Exkursion zum Bundesverwaltungsgericht

Am 30.10.2019 unternahmen wir, die VFA 17, gemeinsam mit unserer Klassenlehrerin Frau Stefes eine Exkursion nach Leipzig.

Schon die Hinfahrt war sehr spektakulär, da zwischendurch unklar war, ob wir aufgrund einer Störung am Zug unser Ziel überhaupt erreichen.

Mit 25-minütiger Verspätung erreichten wir den Hauptbahnhof. Mit der S-Bahn und zu Fuß ging es weiter zum Bundesverwaltungsgericht.

Dort mussten wir uns einer Sicherheitskontrolle unterziehen und durften anschließend im großen Sitzungssaal an einer Revisionsverhandlung teilnehmen.
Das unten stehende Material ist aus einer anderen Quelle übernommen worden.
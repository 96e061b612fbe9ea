//! Shutdown coordination
//!
//! Turns process signals into a broadcast the rest of the binary can
//! await. A second interrupt while shutdown is already in progress exits
//! the process immediately.

use std::sync::atomic::{AtomicBool, AtomicUsize, Ordering};
use std::sync::Arc;
use tokio::sync::broadcast;

/// Exit status used when a second signal forces the process down
pub const FORCED_EXIT_CODE: i32 = 130;

/// Coordinates graceful shutdown across the application
#[derive(Debug, Clone)]
pub struct ShutdownCoordinator {
    shutdown_tx: broadcast::Sender<()>,
    shutdown_requested: Arc<AtomicBool>,
    signal_count: Arc<AtomicUsize>,
}

impl Default for ShutdownCoordinator {
    fn default() -> Self {
        Self::new()
    }
}

impl ShutdownCoordinator {
    pub fn new() -> Self {
        let (shutdown_tx, _) = broadcast::channel(8);
        Self {
            shutdown_tx,
            shutdown_requested: Arc::new(AtomicBool::new(false)),
            signal_count: Arc::new(AtomicUsize::new(0)),
        }
    }

    pub fn subscribe(&self) -> broadcast::Receiver<()> {
        self.shutdown_tx.subscribe()
    }

    pub fn trigger_shutdown(&self) {
        self.shutdown_requested.store(true, Ordering::Release);
        let _ = self.shutdown_tx.send(());
    }

    pub fn is_shutdown_requested(&self) -> bool {
        self.shutdown_requested.load(Ordering::Acquire)
    }

    /// Resolve once shutdown has been requested, including before this call
    pub async fn wait(&self) {
        let mut shutdown_rx = self.subscribe();
        if self.is_shutdown_requested() {
            return;
        }
        let _ = shutdown_rx.recv().await;
    }

    /// Forward SIGINT/SIGTERM (Ctrl-C elsewhere) into this coordinator
    ///
    /// Must be called from within a tokio runtime.
    pub fn install_signal_handlers(&self) {
        #[cfg(unix)]
        {
            use tokio::signal::unix::{signal, SignalKind};

            for kind in [SignalKind::interrupt(), SignalKind::terminate()] {
                let coordinator = self.clone();
                tokio::spawn(async move {
                    match signal(kind) {
                        Ok(mut stream) => {
                            while stream.recv().await.is_some() {
                                coordinator.on_signal();
                            }
                        }
                        Err(error) => log::warn!("could not install signal handler: {}", error),
                    }
                });
            }
        }

        #[cfg(not(unix))]
        {
            let coordinator = self.clone();
            tokio::spawn(async move {
                while tokio::signal::ctrl_c().await.is_ok() {
                    coordinator.on_signal();
                }
            });
        }
    }

    fn on_signal(&self) {
        let previous = self.signal_count.fetch_add(1, Ordering::AcqRel);
        if previous >= 1 {
            log::warn!("second interrupt received; exiting");
            std::process::exit(FORCED_EXIT_CODE);
        }
        log::info!("interrupt received; shutting down");
        self.trigger_shutdown();
    }
}
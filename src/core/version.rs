//! Build metadata generated by the build script

include!(concat!(env!("OUT_DIR"), "/version.rs"));

/// Build time string from the build script (UTC)
pub fn build_time() -> &'static str {
    BUILD_TIME
}

/// Short git hash captured by the build script
pub fn git_hash() -> &'static str {
    GIT_HASH
}

/// Version line shown by `--version`
pub fn long_version() -> String {
    format!(
        "{} ({} built {})",
        env!("CARGO_PKG_VERSION"),
        git_hash(),
        build_time()
    )
}
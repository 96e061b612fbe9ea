//! Subscription Queue Component
//!
//! The bounded queue that a broker subscription feeds and a worker pool
//! drains.
//!
//! # Overview
//!
//! - **Bounded**: capacity fixed at construction; producers wait while full
//! - **Multiple Consumers**: every message is taken by exactly one consumer
//! - **Sequence Ordering**: each accepted message gets the next delivery sequence
//! - **Explicit Close**: closing rejects producers but lets consumers drain
//!
//! # Architecture
//!
//! ```text
//! ┌──────────────────────┐
//! │  Broker delivery     │  push (waits while full)
//! └──────────┬───────────┘
//!            ▼
//! ┌─────────────────────────────────────┐
//! │ SubscriptionQueue (capacity N)      │
//! │  ┌───┬───┬───┬───┐                  │
//! │  │ 1 │ 2 │ 3 │...│                  │
//! │  └───┴───┴───┴───┘                  │
//! └────┬─────────┬─────────┬────────────┘
//!      │ pop     │ pop     │ pop
//! ┌────┴────┐ ┌──┴──────┐ ┌┴─────────┐
//! │Worker 0 │ │Worker 1 │ │Worker 2  │ (shared position)
//! └─────────┘ └─────────┘ └──────────┘
//! ```
//!
//! # Example Usage
//!
//! ```rust
//! use subpool::queue::{BrokerMessage, SubscriptionQueue};
//!
//! # async fn example() -> Result<(), Box<dyn std::error::Error>> {
//! let queue = SubscriptionQueue::new(16);
//! queue.push(BrokerMessage::new("jobs", "payload")).await?;
//! queue.close()?;
//!
//! while let Some(message) = queue.pop().await? {
//!     println!("{}: {}", message.header.sequence, message.payload_str());
//! }
//! # Ok(())
//! # }
//! ```

mod error;
mod internal;
mod message;

pub use error::{QueueError, QueueResult};
pub use internal::SubscriptionQueue;
pub use message::{BrokerMessage, MessageHeader};
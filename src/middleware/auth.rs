use crate::handlers::auth::{guest_claims, verify_jwt_token, GUEST_TOKEN};
use crate::models::auth::ErrorResponse;
use axum::{
    extract::Request,
    http::{HeaderMap, StatusCode},
    middleware::Next,
    response::{IntoResponse, Json, Response},
};

pub async fn auth_middleware(
    headers: HeaderMap,
    mut request: Request,
    next: Next,
) -> Result<Response, impl IntoResponse> {
    let auth_header = match headers.get("Authorization") {
        Some(header) => header,
        None => {
            return Err((
                StatusCode::UNAUTHORIZED,
                Json(ErrorResponse::new("Missing Authorization header")),
            ));
        }
    };

    let auth_str = match auth_header.to_str() {
        Ok(s) => s,
        Err(_) => {
            return Err((
                StatusCode::UNAUTHORIZED,
                Json(ErrorResponse::new("Invalid Authorization header format")),
            ));
        }
    };

    let token = if let Some(token) = auth_str.strip_prefix("Bearer ") {
        token
    } else {
        return Err((
            StatusCode::UNAUTHORIZED,
            Json(ErrorResponse::new(
                "Invalid Authorization header format. Expected 'Bearer <token>'",
            )),
        ));
    };

    // The seeded guest account works without registration.
    if token == GUEST_TOKEN {
        request.extensions_mut().insert(guest_claims());
        return Ok(next.run(request).await);
    }

    let claims = match verify_jwt_token(token) {
        Ok(claims) => claims,
        Err(e) => {
            tracing::warn!("JWT verification failed: {}", e);
            return Err((
                StatusCode::UNAUTHORIZED,
                Json(ErrorResponse::new("Invalid or expired token")),
            ));
        }
    };

    request.extensions_mut().insert(claims);

    Ok(next.run(request).await)
}
use chrono::{DateTime, Utc};
use serde::{Deserialize, Serialize};
use sqlx::FromRow;
use uuid::Uuid;

pub const NOTIFICATION_RENDER_COMPLETE: &str = "render_complete";
pub const NOTIFICATION_RENDER_FAILED: &str = "render_failed";

#[derive(Debug, Clone, Serialize, Deserialize, FromRow)]
pub struct Notification {
    pub id: Uuid,
    pub user_id: Uuid,
    #[sqlx(rename = "type")]
    #[serde(rename = "type")]
    pub kind: String,
    pub payload: Option<serde_json::Value>,
    pub is_read: bool,
    pub created_at: DateTime<Utc>,
}

#[derive(Debug, Deserialize)]
pub struct ListNotificationsQuery {
    pub limit: Option<i64>,
    pub offset: Option<i64>,
    pub unread_only: Option<bool>,
}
Gegenstand dieser war die Klage einer Studentin gegen den Bayrischen Rundfunk bzgl. der Befreiung von GEZ-Gebühren im Zweitstudium.

Als wir den Saal in Richtung Gebäudeführung verließen, schauten wir nicht schlecht, denn vor der Tür stand der nächste Kläger für die darauffolgende Verhandlung: Bushido.

Bei der ca. 60-minütigen Führung durch das Bundesverwaltungsgericht lernten wir u. a., dass das Gebäude von 1888 - 1895 als Reichsgerichtsbau errichtet wurde. Der Dienstsitz des jetzigen Gerichtes befindet sich erst seit 2002 in diesen Mauern.

Auch war neu für uns, dass Dr. Ludwig Frege der Großvater von Campino ist und als ehemaliger Präsident des Bundesverwaltungsgerichts fungierte.

Abschließend bleibt uns zu sagen, dass es trotz anfänglicher Schwierigkeiten ein sehr gelungener, informativer und lehrreicher Exkursionstag war.